Supplied material:

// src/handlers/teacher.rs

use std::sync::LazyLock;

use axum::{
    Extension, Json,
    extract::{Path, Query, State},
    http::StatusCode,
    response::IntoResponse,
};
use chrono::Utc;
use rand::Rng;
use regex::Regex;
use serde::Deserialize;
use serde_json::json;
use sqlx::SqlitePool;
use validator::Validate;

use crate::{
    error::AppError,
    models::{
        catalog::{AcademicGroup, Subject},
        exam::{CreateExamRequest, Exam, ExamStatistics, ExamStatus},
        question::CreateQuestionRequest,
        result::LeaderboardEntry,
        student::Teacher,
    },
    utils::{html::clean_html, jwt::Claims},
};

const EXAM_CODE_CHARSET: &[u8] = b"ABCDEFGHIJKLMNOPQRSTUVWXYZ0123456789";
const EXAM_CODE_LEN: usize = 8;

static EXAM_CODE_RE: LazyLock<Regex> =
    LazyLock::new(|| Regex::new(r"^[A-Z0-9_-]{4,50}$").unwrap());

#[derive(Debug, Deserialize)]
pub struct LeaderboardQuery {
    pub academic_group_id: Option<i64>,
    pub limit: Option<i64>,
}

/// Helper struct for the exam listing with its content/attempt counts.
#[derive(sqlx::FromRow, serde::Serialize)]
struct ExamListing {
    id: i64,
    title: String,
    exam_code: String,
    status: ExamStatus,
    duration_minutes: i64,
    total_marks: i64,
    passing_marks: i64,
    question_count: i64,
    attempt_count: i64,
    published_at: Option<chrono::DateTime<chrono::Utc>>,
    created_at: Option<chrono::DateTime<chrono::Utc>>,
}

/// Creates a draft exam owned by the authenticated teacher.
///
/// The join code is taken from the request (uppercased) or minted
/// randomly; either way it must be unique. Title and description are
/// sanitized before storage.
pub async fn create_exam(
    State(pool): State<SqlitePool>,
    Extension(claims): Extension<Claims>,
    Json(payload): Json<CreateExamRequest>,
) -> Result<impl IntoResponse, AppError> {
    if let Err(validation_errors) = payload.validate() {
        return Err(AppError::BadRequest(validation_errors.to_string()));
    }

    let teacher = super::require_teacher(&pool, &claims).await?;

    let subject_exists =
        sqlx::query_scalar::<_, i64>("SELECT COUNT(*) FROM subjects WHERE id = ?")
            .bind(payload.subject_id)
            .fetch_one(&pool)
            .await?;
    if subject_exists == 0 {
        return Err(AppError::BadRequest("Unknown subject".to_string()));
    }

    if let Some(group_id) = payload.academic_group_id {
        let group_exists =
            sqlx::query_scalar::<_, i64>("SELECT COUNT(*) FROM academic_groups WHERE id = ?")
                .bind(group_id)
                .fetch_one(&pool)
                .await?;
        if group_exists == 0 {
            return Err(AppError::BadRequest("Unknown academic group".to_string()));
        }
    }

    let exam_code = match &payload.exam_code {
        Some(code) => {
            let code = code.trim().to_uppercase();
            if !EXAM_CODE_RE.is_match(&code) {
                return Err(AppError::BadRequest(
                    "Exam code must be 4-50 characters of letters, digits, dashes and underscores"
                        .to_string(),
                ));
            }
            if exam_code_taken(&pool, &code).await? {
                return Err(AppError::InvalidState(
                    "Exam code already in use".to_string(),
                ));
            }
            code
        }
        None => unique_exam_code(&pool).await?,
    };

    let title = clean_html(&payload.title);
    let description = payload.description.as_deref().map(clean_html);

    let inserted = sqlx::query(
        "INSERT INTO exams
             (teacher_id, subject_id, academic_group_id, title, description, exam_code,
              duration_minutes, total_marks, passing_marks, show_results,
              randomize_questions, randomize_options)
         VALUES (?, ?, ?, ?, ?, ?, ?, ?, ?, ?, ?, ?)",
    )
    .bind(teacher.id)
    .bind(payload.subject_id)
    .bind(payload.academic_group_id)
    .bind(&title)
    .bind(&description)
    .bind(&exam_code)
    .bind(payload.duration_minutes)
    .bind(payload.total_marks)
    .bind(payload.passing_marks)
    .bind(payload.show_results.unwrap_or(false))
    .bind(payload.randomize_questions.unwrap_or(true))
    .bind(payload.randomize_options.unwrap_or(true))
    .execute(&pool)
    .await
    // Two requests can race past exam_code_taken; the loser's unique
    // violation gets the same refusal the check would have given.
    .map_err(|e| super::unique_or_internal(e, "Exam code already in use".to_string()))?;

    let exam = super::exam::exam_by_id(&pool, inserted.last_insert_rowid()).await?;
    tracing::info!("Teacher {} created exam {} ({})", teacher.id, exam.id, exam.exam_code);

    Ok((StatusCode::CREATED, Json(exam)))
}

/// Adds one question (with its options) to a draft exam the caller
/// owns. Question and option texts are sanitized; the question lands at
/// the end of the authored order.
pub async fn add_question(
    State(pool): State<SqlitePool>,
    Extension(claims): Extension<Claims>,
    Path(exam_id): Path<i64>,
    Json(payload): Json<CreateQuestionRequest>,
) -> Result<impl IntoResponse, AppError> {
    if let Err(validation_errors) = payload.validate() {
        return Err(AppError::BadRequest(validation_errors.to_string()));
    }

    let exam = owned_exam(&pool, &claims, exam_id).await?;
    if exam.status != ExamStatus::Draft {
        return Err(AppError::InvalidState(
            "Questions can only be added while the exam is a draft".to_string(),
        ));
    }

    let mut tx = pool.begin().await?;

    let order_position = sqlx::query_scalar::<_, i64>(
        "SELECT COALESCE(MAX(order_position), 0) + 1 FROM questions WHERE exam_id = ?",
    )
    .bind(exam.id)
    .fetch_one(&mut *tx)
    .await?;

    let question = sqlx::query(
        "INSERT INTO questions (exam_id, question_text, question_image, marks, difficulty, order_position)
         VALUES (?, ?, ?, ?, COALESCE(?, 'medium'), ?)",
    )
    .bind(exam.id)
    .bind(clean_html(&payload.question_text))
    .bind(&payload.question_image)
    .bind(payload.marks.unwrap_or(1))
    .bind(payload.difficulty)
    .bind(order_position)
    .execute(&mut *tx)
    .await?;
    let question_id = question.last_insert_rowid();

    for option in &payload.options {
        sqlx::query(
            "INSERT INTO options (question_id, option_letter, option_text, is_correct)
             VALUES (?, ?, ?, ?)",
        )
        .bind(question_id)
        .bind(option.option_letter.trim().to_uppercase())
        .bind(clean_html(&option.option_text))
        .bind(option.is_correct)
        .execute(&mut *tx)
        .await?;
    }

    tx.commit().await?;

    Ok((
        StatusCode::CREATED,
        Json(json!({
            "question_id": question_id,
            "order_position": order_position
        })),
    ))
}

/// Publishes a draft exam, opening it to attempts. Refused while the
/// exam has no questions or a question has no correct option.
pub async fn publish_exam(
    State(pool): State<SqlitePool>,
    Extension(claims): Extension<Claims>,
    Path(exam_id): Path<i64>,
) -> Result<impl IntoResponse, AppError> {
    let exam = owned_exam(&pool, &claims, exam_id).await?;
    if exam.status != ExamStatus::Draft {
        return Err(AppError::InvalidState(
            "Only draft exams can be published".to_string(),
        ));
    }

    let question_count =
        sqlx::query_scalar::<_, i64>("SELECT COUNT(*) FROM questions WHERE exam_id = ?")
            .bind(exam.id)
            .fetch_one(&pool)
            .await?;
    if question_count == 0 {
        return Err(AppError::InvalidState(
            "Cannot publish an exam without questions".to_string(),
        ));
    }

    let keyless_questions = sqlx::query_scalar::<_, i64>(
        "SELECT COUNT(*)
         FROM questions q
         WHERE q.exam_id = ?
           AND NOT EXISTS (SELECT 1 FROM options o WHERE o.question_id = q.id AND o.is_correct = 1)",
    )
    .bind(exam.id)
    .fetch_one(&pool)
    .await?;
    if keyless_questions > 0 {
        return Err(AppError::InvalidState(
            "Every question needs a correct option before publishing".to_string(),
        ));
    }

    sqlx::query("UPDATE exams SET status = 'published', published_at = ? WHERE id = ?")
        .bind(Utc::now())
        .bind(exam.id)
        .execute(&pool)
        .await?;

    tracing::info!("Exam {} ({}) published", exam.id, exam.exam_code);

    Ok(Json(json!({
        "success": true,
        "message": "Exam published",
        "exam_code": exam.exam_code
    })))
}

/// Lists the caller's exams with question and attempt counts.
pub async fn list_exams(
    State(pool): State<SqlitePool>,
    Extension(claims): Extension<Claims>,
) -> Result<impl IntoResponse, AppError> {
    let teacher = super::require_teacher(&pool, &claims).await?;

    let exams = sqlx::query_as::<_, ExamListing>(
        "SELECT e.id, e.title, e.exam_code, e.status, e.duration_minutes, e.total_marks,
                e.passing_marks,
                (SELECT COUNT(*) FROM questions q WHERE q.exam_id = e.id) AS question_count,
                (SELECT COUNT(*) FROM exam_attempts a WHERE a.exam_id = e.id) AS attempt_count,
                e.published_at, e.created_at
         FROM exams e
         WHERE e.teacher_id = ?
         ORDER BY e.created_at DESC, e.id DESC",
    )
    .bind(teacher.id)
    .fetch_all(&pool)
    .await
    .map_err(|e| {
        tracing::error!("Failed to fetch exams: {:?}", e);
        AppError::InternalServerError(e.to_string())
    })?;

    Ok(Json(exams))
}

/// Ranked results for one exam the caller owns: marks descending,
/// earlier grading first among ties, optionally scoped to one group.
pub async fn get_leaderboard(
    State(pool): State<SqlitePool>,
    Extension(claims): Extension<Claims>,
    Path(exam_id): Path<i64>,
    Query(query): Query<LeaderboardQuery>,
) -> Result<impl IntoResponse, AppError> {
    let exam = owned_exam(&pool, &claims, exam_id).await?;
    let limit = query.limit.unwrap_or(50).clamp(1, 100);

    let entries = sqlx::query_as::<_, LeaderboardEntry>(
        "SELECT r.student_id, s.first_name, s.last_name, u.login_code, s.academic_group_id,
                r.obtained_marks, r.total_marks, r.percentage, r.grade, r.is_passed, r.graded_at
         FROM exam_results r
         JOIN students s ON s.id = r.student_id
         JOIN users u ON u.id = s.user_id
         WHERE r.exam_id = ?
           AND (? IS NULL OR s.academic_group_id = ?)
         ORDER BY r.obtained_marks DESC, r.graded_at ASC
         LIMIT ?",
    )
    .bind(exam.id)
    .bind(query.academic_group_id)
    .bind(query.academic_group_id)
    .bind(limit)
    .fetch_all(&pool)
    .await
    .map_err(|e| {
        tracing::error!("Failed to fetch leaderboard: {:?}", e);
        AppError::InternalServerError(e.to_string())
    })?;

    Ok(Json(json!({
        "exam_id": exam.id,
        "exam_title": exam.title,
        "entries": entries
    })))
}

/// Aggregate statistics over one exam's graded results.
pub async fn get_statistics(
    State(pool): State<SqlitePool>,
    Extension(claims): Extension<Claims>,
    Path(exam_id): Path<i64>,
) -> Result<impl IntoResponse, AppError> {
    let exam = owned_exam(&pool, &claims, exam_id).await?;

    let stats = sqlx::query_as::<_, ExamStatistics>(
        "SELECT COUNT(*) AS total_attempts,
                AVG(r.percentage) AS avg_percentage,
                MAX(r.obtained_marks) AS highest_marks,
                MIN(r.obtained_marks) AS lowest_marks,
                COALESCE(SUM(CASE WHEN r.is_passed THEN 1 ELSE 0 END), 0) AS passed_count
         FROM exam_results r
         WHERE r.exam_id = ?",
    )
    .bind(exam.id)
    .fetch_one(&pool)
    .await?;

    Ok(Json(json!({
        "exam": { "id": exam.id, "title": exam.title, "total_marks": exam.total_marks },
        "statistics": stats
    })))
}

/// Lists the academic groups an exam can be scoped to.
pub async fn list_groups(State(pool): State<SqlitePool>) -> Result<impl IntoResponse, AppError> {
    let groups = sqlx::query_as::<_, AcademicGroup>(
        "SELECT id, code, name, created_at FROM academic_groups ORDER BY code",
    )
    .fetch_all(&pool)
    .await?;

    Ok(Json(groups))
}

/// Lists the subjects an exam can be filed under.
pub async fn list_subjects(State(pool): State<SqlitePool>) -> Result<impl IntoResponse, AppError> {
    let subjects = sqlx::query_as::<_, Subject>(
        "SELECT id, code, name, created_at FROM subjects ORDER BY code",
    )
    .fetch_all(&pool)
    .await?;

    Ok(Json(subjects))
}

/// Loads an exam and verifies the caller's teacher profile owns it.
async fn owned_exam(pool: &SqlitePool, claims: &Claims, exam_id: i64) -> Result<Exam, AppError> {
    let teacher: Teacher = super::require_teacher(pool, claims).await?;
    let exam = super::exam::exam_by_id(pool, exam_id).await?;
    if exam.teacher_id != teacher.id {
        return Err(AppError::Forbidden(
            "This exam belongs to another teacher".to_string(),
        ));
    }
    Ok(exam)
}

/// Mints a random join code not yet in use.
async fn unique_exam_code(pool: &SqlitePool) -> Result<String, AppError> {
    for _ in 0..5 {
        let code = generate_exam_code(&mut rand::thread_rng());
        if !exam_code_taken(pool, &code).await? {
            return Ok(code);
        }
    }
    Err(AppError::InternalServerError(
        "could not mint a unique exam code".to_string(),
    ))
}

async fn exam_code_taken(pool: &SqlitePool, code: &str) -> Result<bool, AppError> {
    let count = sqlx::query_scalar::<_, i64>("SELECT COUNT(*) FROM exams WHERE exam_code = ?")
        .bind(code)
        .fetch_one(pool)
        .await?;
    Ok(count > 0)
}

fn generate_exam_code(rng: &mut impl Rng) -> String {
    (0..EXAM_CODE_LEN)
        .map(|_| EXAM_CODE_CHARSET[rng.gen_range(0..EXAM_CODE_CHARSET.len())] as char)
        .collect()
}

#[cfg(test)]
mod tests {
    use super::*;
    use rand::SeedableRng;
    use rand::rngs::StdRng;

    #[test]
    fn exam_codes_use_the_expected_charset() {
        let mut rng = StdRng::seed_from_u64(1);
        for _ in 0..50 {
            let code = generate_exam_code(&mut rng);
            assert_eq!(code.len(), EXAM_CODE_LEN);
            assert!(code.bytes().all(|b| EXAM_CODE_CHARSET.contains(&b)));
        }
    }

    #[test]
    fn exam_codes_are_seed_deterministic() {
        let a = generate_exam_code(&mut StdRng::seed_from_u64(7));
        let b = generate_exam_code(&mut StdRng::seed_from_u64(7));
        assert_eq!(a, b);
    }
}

...

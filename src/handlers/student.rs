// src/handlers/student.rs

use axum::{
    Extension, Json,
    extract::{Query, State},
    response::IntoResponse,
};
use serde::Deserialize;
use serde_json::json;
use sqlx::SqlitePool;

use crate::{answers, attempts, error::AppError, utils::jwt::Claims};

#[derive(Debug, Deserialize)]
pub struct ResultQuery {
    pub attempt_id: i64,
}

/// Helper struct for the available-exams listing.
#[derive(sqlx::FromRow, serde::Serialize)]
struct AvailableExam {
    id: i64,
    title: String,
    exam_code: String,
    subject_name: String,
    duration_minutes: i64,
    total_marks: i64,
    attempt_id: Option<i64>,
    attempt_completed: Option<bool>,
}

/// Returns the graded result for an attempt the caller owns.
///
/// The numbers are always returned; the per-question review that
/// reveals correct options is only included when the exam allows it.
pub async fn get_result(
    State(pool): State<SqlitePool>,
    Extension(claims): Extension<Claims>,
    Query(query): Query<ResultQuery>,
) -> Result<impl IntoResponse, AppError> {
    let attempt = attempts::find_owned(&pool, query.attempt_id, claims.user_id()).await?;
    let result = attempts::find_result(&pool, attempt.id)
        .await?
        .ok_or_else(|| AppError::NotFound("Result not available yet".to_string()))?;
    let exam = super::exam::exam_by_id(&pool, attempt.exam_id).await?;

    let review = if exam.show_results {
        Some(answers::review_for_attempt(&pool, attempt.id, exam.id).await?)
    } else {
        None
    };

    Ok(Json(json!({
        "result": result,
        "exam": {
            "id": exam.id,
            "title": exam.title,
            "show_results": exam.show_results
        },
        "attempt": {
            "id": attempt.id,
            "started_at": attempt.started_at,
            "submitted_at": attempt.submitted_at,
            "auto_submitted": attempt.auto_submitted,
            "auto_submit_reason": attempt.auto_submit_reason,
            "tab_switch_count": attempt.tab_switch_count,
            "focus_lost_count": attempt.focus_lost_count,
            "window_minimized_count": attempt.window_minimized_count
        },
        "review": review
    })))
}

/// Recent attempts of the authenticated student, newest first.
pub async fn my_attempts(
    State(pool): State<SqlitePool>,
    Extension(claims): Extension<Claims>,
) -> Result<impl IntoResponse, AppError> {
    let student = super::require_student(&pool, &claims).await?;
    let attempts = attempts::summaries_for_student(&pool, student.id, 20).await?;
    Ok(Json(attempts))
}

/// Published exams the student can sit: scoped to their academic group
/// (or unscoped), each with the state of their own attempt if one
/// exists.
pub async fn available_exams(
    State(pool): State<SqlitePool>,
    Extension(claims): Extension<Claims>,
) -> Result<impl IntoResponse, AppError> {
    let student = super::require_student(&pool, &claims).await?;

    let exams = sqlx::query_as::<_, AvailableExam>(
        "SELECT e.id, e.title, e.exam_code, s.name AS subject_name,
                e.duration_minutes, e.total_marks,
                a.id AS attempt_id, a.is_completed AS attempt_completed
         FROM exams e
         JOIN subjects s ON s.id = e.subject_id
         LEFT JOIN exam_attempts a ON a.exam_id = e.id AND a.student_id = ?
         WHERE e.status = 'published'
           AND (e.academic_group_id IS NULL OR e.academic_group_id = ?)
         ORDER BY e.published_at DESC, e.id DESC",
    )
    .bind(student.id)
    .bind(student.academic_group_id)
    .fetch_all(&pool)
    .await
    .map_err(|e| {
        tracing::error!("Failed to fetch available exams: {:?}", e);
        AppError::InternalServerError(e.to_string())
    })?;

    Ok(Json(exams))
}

What needs to be done: Go through the records and show every line with the string "caller" in it.

Exercise response:
/// Adds one question (with its options) to a draft exam the caller
/// Lists the caller's exams with question and attempt counts.
/// Ranked results for one exam the caller owns: marks descending,
/// Loads an exam and verifies the caller's teacher profile owns it.
/// Returns the graded result for an attempt the caller owns.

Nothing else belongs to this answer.